==== DATA SHOWN ====

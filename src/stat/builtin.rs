//! Built-in additive statistics: count, sum, and min/max.
//!
//! These are deliberately small. They exist so the serializer seam is
//! exercised end-to-end and embedders have working statistics out of the
//! box; richer sketches plug in through the same [`Stat`]/[`StatSerializer`]
//! traits without touching the merge path.

use std::any::Any;

use super::{
    frame::{decode_frame, encode_frame, StatKind},
    CombineError, Stat, StatDecodeError, StatSerializer,
};

/// Additive event count.
#[derive(Debug, Clone, Copy, PartialEq, Eq)]
pub struct CountStat(u64);

impl CountStat {
    /// A count of `n` events.
    pub fn new(n: u64) -> Self {
        CountStat(n)
    }

    /// Current count.
    pub fn value(&self) -> u64 {
        self.0
    }
}

impl Stat for CountStat {
    fn combine(&mut self, other: &dyn Stat) -> Result<(), CombineError> {
        let other = downcast::<CountStat>(self, other)?;
        self.0 = self.0.saturating_add(other.0);
        Ok(())
    }

    fn encode(&self) -> Vec<u8> {
        encode_frame(StatKind::Count, &self.0.to_le_bytes())
    }

    fn kind_name(&self) -> &'static str {
        "count"
    }

    fn as_any(&self) -> &dyn Any {
        self
    }
}

/// Additive signed sum.
#[derive(Debug, Clone, Copy, PartialEq, Eq)]
pub struct SumStat(i64);

impl SumStat {
    /// A sum with initial value `v`.
    pub fn new(v: i64) -> Self {
        SumStat(v)
    }

    /// Current sum.
    pub fn value(&self) -> i64 {
        self.0
    }
}

impl Stat for SumStat {
    fn combine(&mut self, other: &dyn Stat) -> Result<(), CombineError> {
        let other = downcast::<SumStat>(self, other)?;
        self.0 = self.0.saturating_add(other.0);
        Ok(())
    }

    fn encode(&self) -> Vec<u8> {
        encode_frame(StatKind::Sum, &self.0.to_le_bytes())
    }

    fn kind_name(&self) -> &'static str {
        "sum"
    }

    fn as_any(&self) -> &dyn Any {
        self
    }
}

/// Running minimum and maximum.
#[derive(Debug, Clone, Copy, PartialEq, Eq)]
pub struct MinMaxStat {
    min: i64,
    max: i64,
}

impl MinMaxStat {
    /// A min/max seeded with a single observation.
    pub fn of(observation: i64) -> Self {
        MinMaxStat {
            min: observation,
            max: observation,
        }
    }

    /// A min/max over an explicit range. `min` must not exceed `max`.
    pub fn new(min: i64, max: i64) -> Self {
        debug_assert!(min <= max);
        MinMaxStat { min, max }
    }

    /// Smallest observation folded in so far.
    pub fn min(&self) -> i64 {
        self.min
    }

    /// Largest observation folded in so far.
    pub fn max(&self) -> i64 {
        self.max
    }
}

impl Stat for MinMaxStat {
    fn combine(&mut self, other: &dyn Stat) -> Result<(), CombineError> {
        let other = downcast::<MinMaxStat>(self, other)?;
        self.min = self.min.min(other.min);
        self.max = self.max.max(other.max);
        Ok(())
    }

    fn encode(&self) -> Vec<u8> {
        let mut payload = [0u8; 16];
        payload[..8].copy_from_slice(&self.min.to_le_bytes());
        payload[8..].copy_from_slice(&self.max.to_le_bytes());
        encode_frame(StatKind::MinMax, &payload)
    }

    fn kind_name(&self) -> &'static str {
        "minmax"
    }

    fn as_any(&self) -> &dyn Any {
        self
    }
}

fn downcast<'s, T: Stat + 'static>(
    left: &dyn Stat,
    other: &'s dyn Stat,
) -> Result<&'s T, CombineError> {
    other
        .as_any()
        .downcast_ref::<T>()
        .ok_or(CombineError::Mismatch {
            left: left.kind_name(),
            right: other.kind_name(),
        })
}

/// Serializer for [`CountStat`] frames.
#[derive(Debug, Default, Clone, Copy)]
pub struct CountSerializer;

impl StatSerializer for CountSerializer {
    fn decode(&self, bytes: &[u8]) -> Result<Box<dyn Stat>, StatDecodeError> {
        let payload = expect_kind(bytes, StatKind::Count)?;
        let mut raw = [0u8; 8];
        raw.copy_from_slice(payload);
        Ok(Box::new(CountStat(u64::from_le_bytes(raw))))
    }
}

/// Serializer for [`SumStat`] frames.
#[derive(Debug, Default, Clone, Copy)]
pub struct SumSerializer;

impl StatSerializer for SumSerializer {
    fn decode(&self, bytes: &[u8]) -> Result<Box<dyn Stat>, StatDecodeError> {
        let payload = expect_kind(bytes, StatKind::Sum)?;
        let mut raw = [0u8; 8];
        raw.copy_from_slice(payload);
        Ok(Box::new(SumStat(i64::from_le_bytes(raw))))
    }
}

/// Serializer for [`MinMaxStat`] frames.
#[derive(Debug, Default, Clone, Copy)]
pub struct MinMaxSerializer;

impl StatSerializer for MinMaxSerializer {
    fn decode(&self, bytes: &[u8]) -> Result<Box<dyn Stat>, StatDecodeError> {
        let payload = expect_kind(bytes, StatKind::MinMax)?;
        let mut min = [0u8; 8];
        let mut max = [0u8; 8];
        min.copy_from_slice(&payload[..8]);
        max.copy_from_slice(&payload[8..]);
        Ok(Box::new(MinMaxStat {
            min: i64::from_le_bytes(min),
            max: i64::from_le_bytes(max),
        }))
    }
}

fn expect_kind(bytes: &[u8], expected: StatKind) -> Result<&[u8], StatDecodeError> {
    let (kind, payload) = decode_frame(bytes)?;
    if kind != expected {
        return Err(StatDecodeError::WrongKind {
            expected,
            found: kind,
        });
    }
    Ok(payload)
}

====

EXERCISE DETAILS> Every line of the data above is to be repeated exactly.

RESULT OF THE EXERCISE>
filename src/stat/builtin.rs
//! Built-in additive statistics: count, sum, and min/max.
//!
//! These are deliberately small. They exist so the serializer seam is
//! exercised end-to-end and embedders have working statistics out of the
//! box; richer sketches plug in through the same [`Stat`]/[`StatSerializer`]
//! traits without touching the merge path.

use std::any::Any;

use super::{
    frame::{decode_frame, encode_frame, StatKind},
    CombineError, Stat, StatDecodeError, StatSerializer,
};

/// Additive event count.
#[derive(Debug, Clone, Copy, PartialEq, Eq)]
pub struct CountStat(u64);

impl CountStat {
    /// A count of `n` events.
    pub fn new(n: u64) -> Self {
        CountStat(n)
    }

    /// Current count.
    pub fn value(&self) -> u64 {
        self.0
    }
}

impl Stat for CountStat {
    fn combine(&mut self, other: &dyn Stat) -> Result<(), CombineError> {
        let other = downcast::<CountStat>(self, other)?;
        self.0 = self.0.saturating_add(other.0);
        Ok(())
    }

    fn encode(&self) -> Vec<u8> {
        encode_frame(StatKind::Count, &self.0.to_le_bytes())
    }

    fn kind_name(&self) -> &'static str {
        "count"
    }

    fn as_any(&self) -> &dyn Any {
        self
    }
}

/// Additive signed sum.
#[derive(Debug, Clone, Copy, PartialEq, Eq)]
pub struct SumStat(i64);

impl SumStat {
    /// A sum with initial value `v`.
    pub fn new(v: i64) -> Self {
        SumStat(v)
    }

    /// Current sum.
    pub fn value(&self) -> i64 {
        self.0
    }
}

impl Stat for SumStat {
    fn combine(&mut self, other: &dyn Stat) -> Result<(), CombineError> {
        let other = downcast::<SumStat>(self, other)?;
        self.0 = self.0.saturating_add(other.0);
        Ok(())
    }

    fn encode(&self) -> Vec<u8> {
        encode_frame(StatKind::Sum, &self.0.to_le_bytes())
    }

    fn kind_name(&self) -> &'static str {
        "sum"
    }

    fn as_any(&self) -> &dyn Any {
        self
    }
}

/// Running minimum and maximum.
#[derive(Debug, Clone, Copy, PartialEq, Eq)]
pub struct MinMaxStat {
    min: i64,
    max: i64,
}

impl MinMaxStat {
    /// A min/max seeded with a single observation.
    pub fn of(observation: i64) -> Self {
        MinMaxStat {
            min: observation,
            max: observation,
        }
    }

    /// A min/max over an explicit range. `min` must not exceed `max`.
    pub fn new(min: i64, max: i64) -> Self {
        debug_assert!(min <= max);
        MinMaxStat { min, max }
    }

    /// Smallest observation folded in so far.
    pub fn min(&self) -> i64 {
        self.min
    }

    /// Largest observation folded in so far.
    pub fn max(&self) -> i64 {
        self.max
    }
}

impl Stat for MinMaxStat {
    fn combine(&mut self, other: &dyn Stat) -> Result<(), CombineError> {
        let other = downcast::<MinMaxStat>(self, other)?;
        self.min = self.min.min(other.min);
        self.max = self.max.max(other.max);
        Ok(())
    }

    fn encode(&self) -> Vec<u8> {
        let mut payload = [0u8; 16];
        payload[..8].copy_from_slice(&self.min.to_le_bytes());
        payload[8..].copy_from_slice(&self.max.to_le_bytes());
        encode_frame(StatKind::MinMax, &payload)
    }

    fn kind_name(&self) -> &'static str {
        "minmax"
    }

    fn as_any(&self) -> &dyn Any {
        self
    }
}

fn downcast<'s, T: Stat + 'static>(
    left: &dyn Stat,
    other: &'s dyn Stat,
) -> Result<&'s T, CombineError> {
    other
        .as_any()
        .downcast_ref::<T>()
        .ok_or(CombineError::Mismatch {
            left: left.kind_name(),
            right: other.kind_name(),
        })
}

/// Serializer for [`CountStat`] frames.
#[derive(Debug, Default, Clone, Copy)]
pub struct CountSerializer;

impl StatSerializer for CountSerializer {
    fn decode(&self, bytes: &[u8]) -> Result<Box<dyn Stat>, StatDecodeError> {
        let payload = expect_kind(bytes, StatKind::Count)?;
        let mut raw = [0u8; 8];
        raw.copy_from_slice(payload);
        Ok(Box::new(CountStat(u64::from_le_bytes(raw))))
    }
}

/// Serializer for [`SumStat`] frames.
#[derive(Debug, Default, Clone, Copy)]
pub struct SumSerializer;

impl StatSerializer for SumSerializer {
    fn decode(&self, bytes: &[u8]) -> Result<Box<dyn Stat>, StatDecodeError> {
        let payload = expect_kind(bytes, StatKind::Sum)?;
        let mut raw = [0u8; 8];
        raw.copy_from_slice(payload);
        Ok(Box::new(SumStat(i64::from_le_bytes(raw))))
    }
}

/// Serializer for [`MinMaxStat`] frames.
#[derive(Debug, Default, Clone, Copy)]
pub struct MinMaxSerializer;

impl StatSerializer for MinMaxSerializer {
    fn decode(&self, bytes: &[u8]) -> Result<Box<dyn Stat>, StatDecodeError> {
        let payload = expect_kind(bytes, StatKind::MinMax)?;
        let mut min = [0u8; 8];
        let mut max = [0u8; 8];
        min.copy_from_slice(&payload[..8]);
        max.copy_from_slice(&payload[8..]);
        Ok(Box::new(MinMaxStat {
            min: i64::from_le_bytes(min),
            max: i64::from_le_bytes(max),
        }))
    }
}

fn expect_kind(bytes: &[u8], expected: StatKind) -> Result<&[u8], StatDecodeError> {
    let (kind, payload) = decode_frame(bytes)?;
    if kind != expected {
        return Err(StatDecodeError::WrongKind {
            expected,
            found: kind,
        });
    }
    Ok(payload)
}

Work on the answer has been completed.